Content-Based Recommender

This is a system that recommends restaurants that are similar to others. More specifically, we will compute pairwise similarity scores for all restaurants based on their cuisine style and price range and recommend restaurants based on that similarity score.

In [35]:
# make a description column by adding the couisine style and the price range. 

# make cuisine style and price range columns strings
cols = ['Cuisine Style', 'Price Range']
for col in cols: 
    data[col] = data[col].astype(str)

new_col = []
# for each row of cuisine style, eliminate symbol characters 
for row in np.arange(data.shape[0]):
    c = data['Cuisine Style'][row].replace("[", "").replace(']', '')
    d = data['Price Range'][row]
    # attach price range to the string 
    e = c + ' ' + d 
    # append string to new list new_col
    new_col.append(e)
    
# add this column on dataset and name it description
data['description'] = new_col

The similarity measure between each pair of restaurants I will be using is cosine similarity.
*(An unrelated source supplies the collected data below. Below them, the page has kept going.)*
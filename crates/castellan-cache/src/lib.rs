//! # castellan-cache: Distributed attribute cache
//!
//! Attribute sets are cached per (subject, service) in a shared key-value
//! store with long TTLs. The cache is never authoritative: any miss can be
//! resolved by recomputing from the source of record through an
//! [`AttributeLoader`].
//!
//! - [`AttributeStore`]: backend trait (get/set with expiry, delete, pub/sub)
//! - [`InMemoryStore`]: process-local backend for single-node deployments and tests
//! - [`AttributeCacheClient`]: typed client with read timeouts, auto-refresh
//!   and batched invalidation
//! - [`InvalidationEvent`]: notification published on every invalidation

pub mod client;
pub mod error;
pub mod event;
pub mod keys;
pub mod memory;
pub mod metrics;
pub mod store;

pub use client::{AttributeCacheClient, AttributeLoader, CacheSettings, DEFAULT_TIMEOUT, DEFAULT_TTL};
pub use error::{CacheError, LoadError, Result};
pub use event::{InvalidationEvent, InvalidationSubscription, InvalidationTarget};
pub use keys::CacheKeys;
pub use memory::InMemoryStore;
pub use metrics::CACHE_METRICS;
pub use store::AttributeStore;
Before declaring the fucntion that calculates similarity, it is necessary to:

  • reduce dataset to make it easier to compute
  • create a matrix with desctiptions. This matrix's columns are each word in the description of restaurants while each row represents a restaurant.
  • calculate the similarity between each pair of restaurants

Then I am going to declare a function that returns recommendations. This function works as follows:

  • the arguments that need to be inputed into the function are: the name of the resturant, the city in which you want the recommendations and the cosine similarity matrix.
  • the function gets the index of the resturant inputed.
  • gets the similarity score of other restaurants
  • ranks which ones are most similar
  • returns top 10 most similar restaurants in the city in question or in all cities.
In [36]:
# reduce dataset
m = data['Number of Reviews'].quantile(0.95)
CR_data = data.copy().loc[data['Number of Reviews'] >= m]
CR_data = CR_data.reset_index(drop=True)

# create matrix with descriptions
tfidf = TfidfVectorizer(stop_words='english')
CR_data['description']= CR_data['description'].fillna('')
tfidf_matrix = tfidf.fit_transform(CR_data['description'])

# calculate similarity 
cosine_sim = linear_kernel(tfidf_matrix, tfidf_matrix)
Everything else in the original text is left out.